### The problem
Every line holding "reentry" should be copied from the records below.

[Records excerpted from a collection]
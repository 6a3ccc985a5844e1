pub mod settings_file;
pub mod solr;

#[cfg(feature = "cli")]
use clap::{Parser, Subcommand, ValueEnum};
#[cfg(feature = "cli")]
use std::path::PathBuf;

#[cfg(feature = "cli")]
#[derive(Debug, Clone, Parser)]
#[command(name = "collection-provisioner")]
#[command(about = "Provision per-tenant Solr collections through the Collections API")]
pub struct CliConfig {
    #[command(subcommand)]
    pub command: Command,

    #[arg(long, global = true, help = "Enable verbose output")]
    pub verbose: bool,

    #[arg(long, global = true, value_enum, default_value_t = LogFormat::Compact)]
    pub log_format: LogFormat,
}

#[cfg(feature = "cli")]
#[derive(Debug, Clone, Subcommand)]
pub enum Command {
    /// Create the tenant's collection if missing and print its endpoint as JSON
    Account {
        #[arg(long)]
        tenant: String,

        /// TOML or JSON file with snake-cased collection settings
        #[arg(long)]
        settings: Option<PathBuf>,
    },

    /// Create a collection that belongs to no account
    Named {
        name: String,

        #[arg(long)]
        settings: Option<PathBuf>,
    },

    /// Print the collection name and endpoint URL a tenant would get
    Url {
        #[arg(long)]
        tenant: String,
    },
}

#[cfg(feature = "cli")]
#[derive(Debug, Clone, Copy, PartialEq, Eq, ValueEnum)]
pub enum LogFormat {
    Compact,
    Json,
}
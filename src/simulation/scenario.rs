//! Build a fully-initialized simulation scenario from configuration.
//!
//! Takes a `ScenarioConfig` (YAML-facing) and produces the runtime bundle
//! (`Scenario`) containing:
//! - numerical parameters (`Parameters`)
//! - canvas bounds with the wraparound margin (`Bounds`)
//! - the particle field at t = 0 (`Field`)
//! - the spawn policy and the seeded random source
//!
//! The visualization layer owns a `Scenario` and drives it once per frame.

use rand::rngs::StdRng;
use rand::SeedableRng;

use crate::configuration::config::ScenarioConfig;
use crate::simulation::integrator::advance;
use crate::simulation::params::{Bounds, FieldInputs, Parameters};
use crate::simulation::spawn::Spawner;
use crate::simulation::states::Field;

/// Runtime bundle for one simulation run. Constructed once from a
/// [`ScenarioConfig`]; the frame loop is its sole mutator.
pub struct Scenario {
    pub parameters: Parameters,
    pub bounds: Bounds,
    pub field: Field,
    pub spawner: Spawner,
    rng: StdRng,
}

impl Scenario {
    pub fn build_scenario(cfg: ScenarioConfig) -> Self {
        // Parameters (runtime) from ParametersConfig
        let p_cfg = cfg.parameters;
        let parameters = Parameters {
            gravity_strength: p_cfg.gravity_strength,
            base_mass: p_cfg.base_mass,
            trail_length: cfg.field.trail_length,
            fade_alpha: p_cfg.fade_alpha,
            seed: p_cfg.seed,
        };

        let bounds = Bounds {
            width: cfg.window.width,
            height: cfg.window.height,
            margin: cfg.field.margin,
        };

        let spawner = Spawner {
            base_mass: parameters.base_mass,
            trail_length: parameters.trail_length,
        };

        // Deterministic runs: one seeded rng drives spawn and respawn rolls
        let mut rng = StdRng::seed_from_u64(parameters.seed);

        // Particles: fixed count, randomized in-bounds positions at t = 0
        let particles = (0..cfg.field.particle_count)
            .map(|_| spawner.spawn(&bounds, &mut rng))
            .collect();

        let field = Field { particles, t: 0 };

        Self {
            parameters,
            bounds,
            field,
            spawner,
            rng,
        }
    }

    /// Advance the field by one frame with the given external inputs.
    /// Live base-mass changes land in the spawner here, so they affect only
    /// future respawns.
    pub fn advance(&mut self, inputs: &FieldInputs) {
        self.spawner.base_mass = inputs.base_mass;
        advance(
            &mut self.field,
            inputs,
            &self.bounds,
            &self.spawner,
            &mut self.rng,
        );
    }
}
//! Fixed-step frame advance for the particle field.
//!
//! One call to [`advance`] is one frame: per particle, apply the pointer
//! force (if any), record the trail, integrate position with explicit Euler
//! (one unit of simulated time per frame), handle the boundary, and
//! accumulate the speed statistic. Single-threaded by design; the caller is
//! the sole mutator of the field.

use rand::Rng;

use super::forces::GravityWell;
use super::params::{Bounds, FieldInputs};
use super::spawn::Spawner;
use super::states::{Field, Particle, Rgb};

/// Advance the field by one frame.
///
/// The pointer position and scalars in `inputs` are read once here; absence
/// of a pointer means zero force and a white color reset for every particle.
pub fn advance(
    field: &mut Field,
    inputs: &FieldInputs,
    bounds: &Bounds,
    spawner: &Spawner,
    rng: &mut impl Rng,
) {
    // At most one force source per frame, built from the pointer if present.
    let well = inputs.pointer.map(|pos| GravityWell {
        pos,
        strength: inputs.strength,
    });

    for p in field.particles.iter_mut() {
        match &well {
            Some(w) => w.apply(p),
            // No active source: no kick, color back to neutral.
            None => p.color = Rgb::WHITE,
        }
        step_particle(p, bounds, spawner, rng);
    }

    field.t += 1;
}

/// One Euler step for a single particle:
/// trail record, `x += v`, boundary wrap -> respawn, speed statistic.
fn step_particle(p: &mut Particle, bounds: &Bounds, spawner: &Spawner, rng: &mut impl Rng) {
    // Record the pre-step position; the trail evicts its oldest sample.
    p.trail.record(p.x);

    // Explicit Euler with dt = 1 frame.
    p.x += p.v;

    // Boundary transition: wrap to the opposite margin edge and re-roll
    // mass/velocity/color through the shared spawn policy.
    if let Some(reentry) = bounds.wrap(p.x) {
        p.x = reentry;
        spawner.respawn(p, rng);
    }

    // Speed, not displacement: respawns contribute their fresh velocity.
    p.total_distance += p.v.norm();
}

### The completed task
    if let Some(reentry) = bounds.wrap(p.x) {
        p.x = reentry;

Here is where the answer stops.